=== Stored data ===

-- Opening Marker --

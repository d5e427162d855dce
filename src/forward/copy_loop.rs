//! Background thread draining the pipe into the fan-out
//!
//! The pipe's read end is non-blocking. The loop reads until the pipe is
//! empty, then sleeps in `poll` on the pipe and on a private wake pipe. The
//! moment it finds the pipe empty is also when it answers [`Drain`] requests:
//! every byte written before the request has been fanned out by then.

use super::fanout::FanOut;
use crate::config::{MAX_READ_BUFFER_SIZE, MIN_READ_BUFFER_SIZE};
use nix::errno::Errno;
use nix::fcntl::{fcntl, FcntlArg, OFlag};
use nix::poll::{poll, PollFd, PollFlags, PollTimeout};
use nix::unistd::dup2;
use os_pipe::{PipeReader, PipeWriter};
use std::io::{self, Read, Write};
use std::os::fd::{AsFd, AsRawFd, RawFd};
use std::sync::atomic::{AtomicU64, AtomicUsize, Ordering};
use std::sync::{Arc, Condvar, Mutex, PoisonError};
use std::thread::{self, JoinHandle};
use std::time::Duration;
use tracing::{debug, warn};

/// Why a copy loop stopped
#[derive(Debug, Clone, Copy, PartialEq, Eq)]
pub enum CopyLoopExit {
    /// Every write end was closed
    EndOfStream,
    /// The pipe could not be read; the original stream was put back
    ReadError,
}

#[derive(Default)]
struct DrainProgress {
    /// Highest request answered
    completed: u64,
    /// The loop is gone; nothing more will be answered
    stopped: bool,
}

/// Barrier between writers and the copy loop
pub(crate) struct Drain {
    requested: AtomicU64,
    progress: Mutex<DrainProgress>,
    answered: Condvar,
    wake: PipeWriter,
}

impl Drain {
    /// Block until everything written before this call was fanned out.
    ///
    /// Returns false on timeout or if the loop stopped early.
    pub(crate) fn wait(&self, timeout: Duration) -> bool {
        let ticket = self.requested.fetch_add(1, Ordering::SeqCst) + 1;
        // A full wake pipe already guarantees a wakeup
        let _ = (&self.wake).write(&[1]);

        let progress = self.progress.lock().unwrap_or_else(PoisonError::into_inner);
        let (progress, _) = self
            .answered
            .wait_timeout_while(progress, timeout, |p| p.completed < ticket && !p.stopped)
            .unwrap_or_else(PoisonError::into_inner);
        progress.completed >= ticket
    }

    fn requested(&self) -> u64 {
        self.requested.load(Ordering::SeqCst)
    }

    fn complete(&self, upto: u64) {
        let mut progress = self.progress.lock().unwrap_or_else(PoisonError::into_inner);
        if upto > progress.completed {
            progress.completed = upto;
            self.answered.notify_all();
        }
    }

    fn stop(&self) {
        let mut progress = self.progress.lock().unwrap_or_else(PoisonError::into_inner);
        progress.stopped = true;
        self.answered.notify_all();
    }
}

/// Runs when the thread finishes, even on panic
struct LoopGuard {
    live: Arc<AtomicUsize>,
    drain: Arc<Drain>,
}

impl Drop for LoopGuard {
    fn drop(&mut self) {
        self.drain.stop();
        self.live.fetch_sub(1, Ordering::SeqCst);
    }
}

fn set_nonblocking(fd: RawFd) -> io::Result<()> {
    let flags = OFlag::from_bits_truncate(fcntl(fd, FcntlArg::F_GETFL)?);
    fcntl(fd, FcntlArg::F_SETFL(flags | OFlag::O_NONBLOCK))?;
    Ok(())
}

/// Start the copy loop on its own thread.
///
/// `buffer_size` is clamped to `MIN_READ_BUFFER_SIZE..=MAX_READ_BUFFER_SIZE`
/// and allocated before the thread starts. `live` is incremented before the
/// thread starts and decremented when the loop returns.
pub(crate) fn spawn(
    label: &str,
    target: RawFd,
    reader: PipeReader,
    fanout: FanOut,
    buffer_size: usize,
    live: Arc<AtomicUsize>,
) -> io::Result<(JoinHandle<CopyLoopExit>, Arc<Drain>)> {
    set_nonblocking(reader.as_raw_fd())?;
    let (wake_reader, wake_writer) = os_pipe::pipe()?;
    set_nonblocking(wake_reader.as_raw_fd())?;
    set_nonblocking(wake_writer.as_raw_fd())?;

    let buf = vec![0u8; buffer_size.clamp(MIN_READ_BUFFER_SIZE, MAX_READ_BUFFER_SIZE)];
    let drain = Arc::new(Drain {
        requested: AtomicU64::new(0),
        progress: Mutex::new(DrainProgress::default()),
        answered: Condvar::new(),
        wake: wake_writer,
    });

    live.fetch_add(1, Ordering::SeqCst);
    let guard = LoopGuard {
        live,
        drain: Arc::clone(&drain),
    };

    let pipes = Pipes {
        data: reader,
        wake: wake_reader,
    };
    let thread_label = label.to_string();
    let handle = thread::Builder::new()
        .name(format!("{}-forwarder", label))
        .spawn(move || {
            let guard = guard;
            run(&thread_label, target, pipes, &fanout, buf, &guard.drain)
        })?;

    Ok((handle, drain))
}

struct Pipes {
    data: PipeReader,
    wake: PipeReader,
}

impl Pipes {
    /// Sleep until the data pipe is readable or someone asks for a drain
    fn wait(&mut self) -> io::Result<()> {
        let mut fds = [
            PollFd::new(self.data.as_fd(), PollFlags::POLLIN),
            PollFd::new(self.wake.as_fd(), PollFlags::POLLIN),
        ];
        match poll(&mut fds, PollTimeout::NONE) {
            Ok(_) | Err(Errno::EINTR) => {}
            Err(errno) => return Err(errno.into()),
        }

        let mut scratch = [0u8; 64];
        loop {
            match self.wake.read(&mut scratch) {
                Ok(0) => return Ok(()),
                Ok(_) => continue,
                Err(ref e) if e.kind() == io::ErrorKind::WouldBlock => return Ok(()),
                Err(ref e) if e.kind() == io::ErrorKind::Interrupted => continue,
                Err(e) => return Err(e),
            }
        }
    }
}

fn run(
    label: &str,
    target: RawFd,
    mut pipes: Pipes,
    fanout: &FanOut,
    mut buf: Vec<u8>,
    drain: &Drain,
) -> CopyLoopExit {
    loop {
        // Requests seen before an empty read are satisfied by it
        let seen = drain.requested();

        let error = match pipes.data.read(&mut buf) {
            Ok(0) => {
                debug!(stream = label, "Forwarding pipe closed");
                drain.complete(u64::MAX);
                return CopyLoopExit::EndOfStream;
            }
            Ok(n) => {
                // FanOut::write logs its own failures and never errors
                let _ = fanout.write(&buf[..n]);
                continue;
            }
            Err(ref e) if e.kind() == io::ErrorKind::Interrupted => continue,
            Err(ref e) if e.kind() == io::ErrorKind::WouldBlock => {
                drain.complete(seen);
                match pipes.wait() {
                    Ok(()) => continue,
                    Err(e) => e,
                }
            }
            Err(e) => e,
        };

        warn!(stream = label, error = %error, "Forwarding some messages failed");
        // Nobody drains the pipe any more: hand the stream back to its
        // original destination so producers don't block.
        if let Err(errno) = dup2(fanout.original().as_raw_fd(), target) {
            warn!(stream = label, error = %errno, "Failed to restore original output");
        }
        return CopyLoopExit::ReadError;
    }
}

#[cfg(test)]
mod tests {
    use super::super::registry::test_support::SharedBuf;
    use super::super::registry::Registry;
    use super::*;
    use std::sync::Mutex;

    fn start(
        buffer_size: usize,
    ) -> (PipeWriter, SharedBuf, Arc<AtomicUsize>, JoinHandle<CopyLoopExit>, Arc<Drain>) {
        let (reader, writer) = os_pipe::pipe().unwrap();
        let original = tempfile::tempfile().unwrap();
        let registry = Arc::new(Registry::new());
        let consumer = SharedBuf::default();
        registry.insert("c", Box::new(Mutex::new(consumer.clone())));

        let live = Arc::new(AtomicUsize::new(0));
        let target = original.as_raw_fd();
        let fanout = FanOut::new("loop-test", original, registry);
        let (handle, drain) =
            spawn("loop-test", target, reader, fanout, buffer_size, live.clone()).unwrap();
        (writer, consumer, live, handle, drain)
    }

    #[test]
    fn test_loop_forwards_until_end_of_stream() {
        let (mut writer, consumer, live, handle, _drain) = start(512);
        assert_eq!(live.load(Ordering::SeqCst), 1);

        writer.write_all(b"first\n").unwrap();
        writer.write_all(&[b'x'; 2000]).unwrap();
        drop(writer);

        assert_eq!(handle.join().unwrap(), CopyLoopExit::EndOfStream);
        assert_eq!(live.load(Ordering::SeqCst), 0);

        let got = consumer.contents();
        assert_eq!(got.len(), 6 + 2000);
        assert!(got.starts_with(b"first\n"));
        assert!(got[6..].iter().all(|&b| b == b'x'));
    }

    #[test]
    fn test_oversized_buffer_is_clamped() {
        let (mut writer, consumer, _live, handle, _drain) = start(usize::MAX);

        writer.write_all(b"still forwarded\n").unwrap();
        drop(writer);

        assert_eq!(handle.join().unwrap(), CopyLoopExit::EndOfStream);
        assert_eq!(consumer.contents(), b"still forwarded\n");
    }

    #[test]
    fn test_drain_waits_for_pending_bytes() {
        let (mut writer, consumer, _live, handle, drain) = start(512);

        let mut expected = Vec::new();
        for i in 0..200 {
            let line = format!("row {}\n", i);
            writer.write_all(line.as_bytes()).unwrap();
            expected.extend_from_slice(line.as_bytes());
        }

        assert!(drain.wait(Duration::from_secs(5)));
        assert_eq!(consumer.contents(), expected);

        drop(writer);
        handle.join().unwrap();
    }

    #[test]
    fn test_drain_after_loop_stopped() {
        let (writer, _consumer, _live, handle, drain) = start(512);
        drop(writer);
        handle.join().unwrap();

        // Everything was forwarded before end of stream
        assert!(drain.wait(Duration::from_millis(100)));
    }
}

-- Closing Marker --

=== PROBLEM REQUIREMENTS ===
Show, from the entries above, every line that includes the string "EndOfStream".

=== WRITTEN SOLUTION ===
    EndOfStream,
                return CopyLoopExit::EndOfStream;
        assert_eq!(handle.join().unwrap(), CopyLoopExit::EndOfStream);
        assert_eq!(handle.join().unwrap(), CopyLoopExit::EndOfStream);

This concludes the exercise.